> "Knowledge is of no value unless you put it into practice"

-- Anton Chekhov

Motivation

I have read many articles on machine learning, heard everyone else talking about it, but still don't know where to start. Until one day, when I was tunning the accuracy of my Hacker News crawler, it suddenly occurred to me - what I'm doing is to figure out the best parameters of a formula that can tell the possibility of a DOM being the main content, isn't this process called training in the terminology of machine learning? isn't it a good idea to feed all those features into a classifier model, and let it do the tunning to find out the best parameters (instead of me doing it manually)?

This is the “aha!” moment for me on machine learning, also the first time to solve a real-world problem using machine learning. So here comes the note I take when falling down the rabbit hole, I'll try to explain things from a newbie's view (actually my view), hoping others may get inspired.

Problem to Solve

It's super easy to get the main content of a HTML page, if you have done some crawler related works before.

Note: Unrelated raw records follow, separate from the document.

//! Resource metadata: entity tags, modification times, and conditional
//! request evaluation.
//!
//! Entity tags are the lowercase hex SHA-256 of the canonical resource
//! body. Comparison is weak (RFC 9110 §8.8.3.2): a `W/` prefix on either
//! side is ignored.

use axum::http::header::{self, HeaderMap, HeaderValue};
use chrono::{DateTime, Utc};
use sha2::{Digest, Sha256};

/// ETag and Last-Modified carried by every cacheable resource.
#[derive(Debug, Clone, PartialEq, Eq)]
pub struct ResourceMetadata {
    pub etag: String,
    pub last_modified: DateTime<Utc>,
}

impl ResourceMetadata {
    /// Builds metadata for a body, stamped now.
    pub fn for_body(body: &[u8]) -> Self {
        Self {
            etag: sha256_hex(body),
            last_modified: Utc::now(),
        }
    }

    pub fn with_time(body: &[u8], last_modified: DateTime<Utc>) -> Self {
        Self {
            etag: sha256_hex(body),
            last_modified,
        }
    }

    /// Quoted form for the `ETag` response header.
    pub fn etag_header_value(&self) -> String {
        format!("\"{}\"", self.etag)
    }

    /// HTTP-date form for the `Last-Modified` response header.
    pub fn last_modified_header_value(&self) -> String {
        http_date(&self.last_modified)
    }

    /// Applies ETag, Last-Modified, and optionally Cache-Control to a
    /// response header map.
    pub fn apply(&self, headers: &mut HeaderMap, max_age: Option<u32>) {
        if let Ok(v) = HeaderValue::from_str(&self.etag_header_value()) {
            headers.insert(header::ETAG, v);
        }
        if let Ok(v) = HeaderValue::from_str(&self.last_modified_header_value()) {
            headers.insert(header::LAST_MODIFIED, v);
        }
        if let Some(secs) = max_age {
            if let Ok(v) = HeaderValue::from_str(&format!("max-age={secs}")) {
                headers.insert(header::CACHE_CONTROL, v);
            }
        }
    }
}

/// Lowercase hex SHA-256 of a byte string.
pub fn sha256_hex(body: &[u8]) -> String {
    let digest = Sha256::digest(body);
    let mut out = String::with_capacity(digest.len() * 2);
    for byte in digest {
        out.push_str(&format!("{byte:02x}"));
    }
    out
}

/// RFC 9110 HTTP-date (IMF-fixdate), e.g. `Sun, 06 Nov 1994 08:49:37 GMT`.
pub fn http_date(t: &DateTime<Utc>) -> String {
    t.format("%a, %d %b %Y %H:%M:%S GMT").to_string()
}

/// Strips the weak prefix and surrounding quotes from an entity tag.
fn opaque_tag(raw: &str) -> &str {
    let raw = raw.trim();
    let raw = raw.strip_prefix("W/").unwrap_or(raw);
    raw.trim_matches('"')
}

/// Weak entity tag comparison.
pub fn etag_weak_eq(a: &str, b: &str) -> bool {
    opaque_tag(a) == opaque_tag(b)
}

/// Evaluates `If-None-Match` against the current tag.
/// Returns true when the request should short-circuit with 304.
pub fn if_none_match_satisfied(headers: &HeaderMap, current: &ResourceMetadata) -> bool {
    let Some(value) = headers.get(header::IF_NONE_MATCH).and_then(|v| v.to_str().ok()) else {
        return false;
    };
    if value.trim() == "*" {
        return true;
    }
    value
        .split(',')
        .any(|candidate| etag_weak_eq(candidate, &current.etag))
}

/// Evaluates `If-Match` against the current tag.
/// Returns false when the precondition fails (caller responds 412).
pub fn if_match_satisfied(headers: &HeaderMap, current: &ResourceMetadata) -> bool {
    let Some(value) = headers.get(header::IF_MATCH).and_then(|v| v.to_str().ok()) else {
        return true;
    };
    if value.trim() == "*" {
        return true;
    }
    value
        .split(',')
        .any(|candidate| etag_weak_eq(candidate, &current.etag))
}

#[cfg(test)]
mod tests {
    use super::*;
    use chrono::TimeZone;

    #[test]
    fn sha256_hex_is_stable() {
        assert_eq!(
            sha256_hex(b"hello"),
            "2cf24dba5fb0a30e26e83b2ac5b9e29e1b161e5c1fa7425e73043362938b9824"
        );
    }

    #[test]
    fn http_date_is_imf_fixdate() {
        let t = Utc.with_ymd_and_hms(1994, 11, 6, 8, 49, 37).unwrap();
        assert_eq!(http_date(&t), "Sun, 06 Nov 1994 08:49:37 GMT");
    }

    #[test]
    fn etag_comparison_is_weak() {
        assert!(etag_weak_eq("\"abc\"", "W/\"abc\""));
        assert!(etag_weak_eq("abc", "\"abc\""));
        assert!(!etag_weak_eq("\"abc\"", "\"abd\""));
    }

    #[test]
    fn if_none_match_matches_current_tag() {
        let meta = ResourceMetadata::for_body(b"body");
        let mut headers = HeaderMap::new();
        headers.insert(
            header::IF_NONE_MATCH,
            HeaderValue::from_str(&meta.etag_header_value()).unwrap(),
        );
        assert!(if_none_match_satisfied(&headers, &meta));
    }

    #[test]
    fn if_none_match_stale_tag_misses() {
        let meta = ResourceMetadata::for_body(b"body");
        let mut headers = HeaderMap::new();
        headers.insert(header::IF_NONE_MATCH, HeaderValue::from_static("\"stale\""));
        assert!(!if_none_match_satisfied(&headers, &meta));
    }

    #[test]
    fn if_none_match_star_always_matches() {
        let meta = ResourceMetadata::for_body(b"body");
        let mut headers = HeaderMap::new();
        headers.insert(header::IF_NONE_MATCH, HeaderValue::from_static("*"));
        assert!(if_none_match_satisfied(&headers, &meta));
    }

    #[test]
    fn if_match_absent_is_satisfied() {
        let meta = ResourceMetadata::for_body(b"body");
        assert!(if_match_satisfied(&HeaderMap::new(), &meta));
    }

    #[test]
    fn if_match_mismatch_fails() {
        let meta = ResourceMetadata::for_body(b"body");
        let mut headers = HeaderMap::new();
        headers.insert(header::IF_MATCH, HeaderValue::from_static("\"other\""));
        assert!(!if_match_satisfied(&headers, &meta));
    }

    #[test]
    fn if_match_list_matches_any_member() {
        let meta = ResourceMetadata::for_body(b"body");
        let list = format!("\"zzz\", {}", meta.etag_header_value());
        let mut headers = HeaderMap::new();
        headers.insert(header::IF_MATCH, HeaderValue::from_str(&list).unwrap());
        assert!(if_match_satisfied(&headers, &meta));
    }

    #[test]
    fn apply_sets_cache_control_when_requested() {
        let meta = ResourceMetadata::for_body(b"body");
        let mut headers = HeaderMap::new();
        meta.apply(&mut headers, Some(60));
        assert_eq!(headers.get(header::CACHE_CONTROL).unwrap(), "max-age=60");
        assert!(headers.contains_key(header::ETAG));
        assert!(headers.contains_key(header::LAST_MODIFIED));
    }
}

Let's take a page of The Times as an example: You just need to look at where the DOM is in the page using your favorite DOM inspector, write down its XPATH or CSS selector, then apply the rule to Beautiful Soup or whatever your library of choices, and you are done - using this rule you can scrap the entire The Times and get their main contents, pretty straightforward right?

However, what if you have hundreds of pages to extract content from? writing down their XPATHes and using hundreds of if...else to apply those rules? Nah, you will become crazy maintaining all those rules. So extract the main content of "any" page is hard, how does Hacker News Digest solve this?

A Brilliant Way

This method is based on an assumption that the DOM element with the most text is more likely to be the main content. Using this rule only, however, will lead to the html DOM been recognized as the main content, because it contains everything, so we also need to take the DOM depth into consideration. Besides, those who have more intensive <a> links, look like ADs, comments, sidebars, etc. should be reduced of weight. Combining all those rules, we can score every DOM in a page, and the one with the highest score is the winner to be the main content. Following are the factors currently used to score a DOM:

  • The number of words it contains (including descendants)
  • The depth it resides in the whole page
  • Whether it contains a h element that has a high similarity to the title of this page, most blogs will put the title of its article into the <title> element for SEO purpose
  • Whether its class or id contains string like article, content, or ad-, comment, etc.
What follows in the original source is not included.